* What is needed:
Set down a precise copy of the whole listing.

---------- Source records ----------

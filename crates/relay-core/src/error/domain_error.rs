//! Domain errors - error types for the domain layer

use thiserror::Error;
use uuid::Uuid;

/// Domain layer errors
#[derive(Debug, Error)]
pub enum DomainError {
    // =========================================================================
    // Not Found Errors
    // =========================================================================
    #[error("Message not found: {0}")]
    MessageNotFound(Uuid),

    // =========================================================================
    // Validation Errors
    // =========================================================================
    #[error("Validation error: {0}")]
    ValidationError(String),

    #[error("Text too long: max {max} characters")]
    TextTooLong { max: usize },

    // =========================================================================
    // Conflict Errors
    // =========================================================================
    #[error("User has already reacted to this message")]
    ReactionAlreadyExists,

    // =========================================================================
    // Infrastructure Errors (wrapped)
    // =========================================================================
    #[error("Database error: {0}")]
    DatabaseError(String),

    #[error("Cache error: {0}")]
    CacheError(String),

    #[error("Internal error: {0}")]
    InternalError(String),
}

impl DomainError {
    /// Get an error code string for API responses
    pub fn code(&self) -> &'static str {
        match self {
            Self::MessageNotFound(_) => "UNKNOWN_MESSAGE",
            Self::ValidationError(_) => "VALIDATION_ERROR",
            Self::TextTooLong { .. } => "TEXT_TOO_LONG",
            Self::ReactionAlreadyExists => "REACTION_ALREADY_EXISTS",
            Self::DatabaseError(_) => "DATABASE_ERROR",
            Self::CacheError(_) => "CACHE_ERROR",
            Self::InternalError(_) => "INTERNAL_ERROR",
        }
    }

    /// Check if this is a "not found" error
    pub fn is_not_found(&self) -> bool {
        matches!(self, Self::MessageNotFound(_))
    }

    /// Check if this is a validation error
    pub fn is_validation(&self) -> bool {
        matches!(self, Self::ValidationError(_) | Self::TextTooLong { .. })
    }

    /// Check if this is a conflict error
    pub fn is_conflict(&self) -> bool {
        matches!(self, Self::ReactionAlreadyExists)
    }
}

----------

* Task answer:
filename crates/relay-core/src/error/domain_error.rs
//! Domain errors - error types for the domain layer

use thiserror::Error;
use uuid::Uuid;

/// Domain layer errors
#[derive(Debug, Error)]
pub enum DomainError {
    // =========================================================================
    // Not Found Errors
    // =========================================================================
    #[error("Message not found: {0}")]
    MessageNotFound(Uuid),

    // =========================================================================
    // Validation Errors
    // =========================================================================
    #[error("Validation error: {0}")]
    ValidationError(String),

    #[error("Text too long: max {max} characters")]
    TextTooLong { max: usize },

    // =========================================================================
    // Conflict Errors
    // =========================================================================
    #[error("User has already reacted to this message")]
    ReactionAlreadyExists,

    // =========================================================================
    // Infrastructure Errors (wrapped)
    // =========================================================================
    #[error("Database error: {0}")]
    DatabaseError(String),

    #[error("Cache error: {0}")]
    CacheError(String),

    #[error("Internal error: {0}")]
    InternalError(String),
}

impl DomainError {
    /// Get an error code string for API responses
    pub fn code(&self) -> &'static str {
        match self {
            Self::MessageNotFound(_) => "UNKNOWN_MESSAGE",
            Self::ValidationError(_) => "VALIDATION_ERROR",
            Self::TextTooLong { .. } => "TEXT_TOO_LONG",
            Self::ReactionAlreadyExists => "REACTION_ALREADY_EXISTS",
            Self::DatabaseError(_) => "DATABASE_ERROR",
            Self::CacheError(_) => "CACHE_ERROR",
            Self::InternalError(_) => "INTERNAL_ERROR",
        }
    }

    /// Check if this is a "not found" error
    pub fn is_not_found(&self) -> bool {
        matches!(self, Self::MessageNotFound(_))
    }

    /// Check if this is a validation error
    pub fn is_validation(&self) -> bool {
        matches!(self, Self::ValidationError(_) | Self::TextTooLong { .. })
    }

    /// Check if this is a conflict error
    pub fn is_conflict(&self) -> bool {
        matches!(self, Self::ReactionAlreadyExists)
    }
}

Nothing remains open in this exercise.